ABOUT THIS EXERCISE: Produce an exact copy of the first line of the data below and each line after it, please, up to and including the one with "pub enum Accrual".

DATASET:
use rust_decimal::prelude::ToPrimitive;
use rust_decimal::Decimal;

/// Source of a points accrual
///
/// Either an explicit point amount or an order total converted at one
/// point per currency unit, rounded down.
#[derive(Debug, Clone, Copy)]
pub enum Accrual {
    Points(i32),
    FromTotal(Decimal),
}

impl Accrual {
    /// The number of points this accrual is worth
    pub fn effective_points(&self) -> i32 {
        match self {
            Accrual::Points(points) => *points,
            Accrual::FromTotal(total) => total.floor().to_i32().unwrap_or(0),
        }
    }
}

#[cfg(test)]
mod tests {
    use super::*;
    use rust_decimal_macros::dec;

    #[test]
    fn test_explicit_points_pass_through() {
        assert_eq!(Accrual::Points(42).effective_points(), 42);
        assert_eq!(Accrual::Points(0).effective_points(), 0);
        assert_eq!(Accrual::Points(-5).effective_points(), -5);
    }

    #[test]
    fn test_one_point_per_currency_unit_rounded_down() {
        assert_eq!(Accrual::FromTotal(dec!(38.30)).effective_points(), 38);
        assert_eq!(Accrual::FromTotal(dec!(99.99)).effective_points(), 99);
        assert_eq!(Accrual::FromTotal(dec!(100.00)).effective_points(), 100);
        assert_eq!(Accrual::FromTotal(dec!(0.99)).effective_points(), 0);
    }

    #[test]
    fn test_zero_and_negative_totals_earn_nothing() {
        assert_eq!(Accrual::FromTotal(Decimal::ZERO).effective_points(), 0);
        assert!(Accrual::FromTotal(dec!(-10.00)).effective_points() <= 0);
    }
}

#[cfg(test)]
mod property_tests {
    use super::*;
    use proptest::prelude::*;

    /// Points from a total never exceed the total and differ by less
    /// than one whole unit
    #[test]
    fn prop_floor_conversion() {
        proptest!(|(total_cents in 0u32..=10_000_000)| {
            let total = Decimal::from(total_cents) / Decimal::from(100);
            let points = Accrual::FromTotal(total).effective_points();

            prop_assert!(Decimal::from(points) <= total);
            prop_assert!(total - Decimal::from(points) < Decimal::ONE);
        });
    }
}
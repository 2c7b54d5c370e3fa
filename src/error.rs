// Error handling module for the Pizzeria API
// Provides centralized error types and HTTP response conversion

use axum::{
    http::StatusCode,
    response::{IntoResponse, Response, Json},
};
use serde::Serialize;
use chrono::Utc;
use tracing::{error, warn, debug};

/// Main error type for the catalog API surface
/// All catalog handlers return Result<T, ApiError>
#[derive(Debug)]
pub enum ApiError {
    /// Validation errors from request validation
    /// Maps to HTTP 400 Bad Request
    ValidationError(validator::ValidationErrors),

    /// Resource not found by ID
    /// Maps to HTTP 404 Not Found
    NotFound {
        resource: String,
        id: String,
    },

    /// Duplicate resource conflict
    /// Maps to HTTP 409 Conflict
    Conflict {
        message: String,
    },

    /// Database operation errors
    /// Maps to HTTP 500 Internal Server Error
    /// Sensitive details are filtered from client responses
    DatabaseError(sqlx::Error),

    /// Internal server errors
    /// Maps to HTTP 500 Internal Server Error
    InternalError(String),
}

/// Consistent error response structure
///
/// Defines the JSON format for all error responses, with both a
/// machine-readable code and a human-readable message.
#[derive(Serialize)]
pub struct ErrorResponse {
    /// Machine-readable error code (e.g., "VALIDATION_ERROR", "NOT_FOUND")
    pub error_code: String,

    /// Human-readable error message
    pub message: String,

    /// Optional additional details (e.g., field-level validation errors)
    #[serde(skip_serializing_if = "Option::is_none")]
    pub details: Option<serde_json::Value>,

    /// ISO 8601 timestamp of when the error occurred
    pub timestamp: String,
}

impl IntoResponse for ApiError {
    fn into_response(self) -> Response {
        let (status, error_response) = self.to_error_response();
        (status, Json(error_response)).into_response()
    }
}

impl ApiError {
    /// Convert ApiError to HTTP status code and ErrorResponse
    ///
    /// Logs at a level matching the error severity and filters
    /// sensitive data from client responses.
    fn to_error_response(&self) -> (StatusCode, ErrorResponse) {
        match self {
            ApiError::ValidationError(errors) => {
                debug!("Validation error: {:?}", errors);

                (
                    StatusCode::BAD_REQUEST,
                    ErrorResponse {
                        error_code: "VALIDATION_ERROR".to_string(),
                        message: "Request validation failed".to_string(),
                        details: Some(serde_json::to_value(errors).unwrap_or(serde_json::json!({}))),
                        timestamp: Utc::now().to_rfc3339(),
                    }
                )
            }
            ApiError::NotFound { resource, id } => {
                debug!("Resource not found: {} with id {}", resource, id);

                (
                    StatusCode::NOT_FOUND,
                    ErrorResponse {
                        error_code: "NOT_FOUND".to_string(),
                        message: format!("{} with id {} not found", resource, id),
                        details: None,
                        timestamp: Utc::now().to_rfc3339(),
                    }
                )
            }
            ApiError::Conflict { message } => {
                warn!("Conflict error: {}", message);

                (
                    StatusCode::CONFLICT,
                    ErrorResponse {
                        error_code: "CONFLICT".to_string(),
                        message: message.clone(),
                        details: None,
                        timestamp: Utc::now().to_rfc3339(),
                    }
                )
            }
            ApiError::DatabaseError(db_error) => {
                error!("Database error: {:?}", db_error);

                (
                    StatusCode::INTERNAL_SERVER_ERROR,
                    ErrorResponse {
                        error_code: "DATABASE_ERROR".to_string(),
                        message: "A database error occurred".to_string(),
                        details: None,
                        timestamp: Utc::now().to_rfc3339(),
                    }
                )
            }
            ApiError::InternalError(internal_msg) => {
                error!("Internal error: {}", internal_msg);

                (
                    StatusCode::INTERNAL_SERVER_ERROR,
                    ErrorResponse {
                        error_code: "INTERNAL_ERROR".to_string(),
                        message: "An internal server error occurred".to_string(),
                        details: None,
                        timestamp: Utc::now().to_rfc3339(),
                    }
                )
            }
        }
    }

    /// Get the HTTP status code for this error
    pub fn status_code(&self) -> StatusCode {
        match self {
            ApiError::ValidationError(_) => StatusCode::BAD_REQUEST,
            ApiError::NotFound { .. } => StatusCode::NOT_FOUND,
            ApiError::Conflict { .. } => StatusCode::CONFLICT,
            ApiError::DatabaseError(_) => StatusCode::INTERNAL_SERVER_ERROR,
            ApiError::InternalError(_) => StatusCode::INTERNAL_SERVER_ERROR,
        }
    }
}

/// Convert sqlx errors to ApiError
impl From<sqlx::Error> for ApiError {
    fn from(error: sqlx::Error) -> Self {
        ApiError::DatabaseError(error)
    }
}

/// Convert validator errors to ApiError
impl From<validator::ValidationErrors> for ApiError {
    fn from(errors: validator::ValidationErrors) -> Self {
        ApiError::ValidationError(errors)
    }
}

YOUR RESPONSE:
use rust_decimal::prelude::ToPrimitive;
use rust_decimal::Decimal;

/// Source of a points accrual
///
/// Either an explicit point amount or an order total converted at one
/// point per currency unit, rounded down.
#[derive(Debug, Clone, Copy)]
pub enum Accrual {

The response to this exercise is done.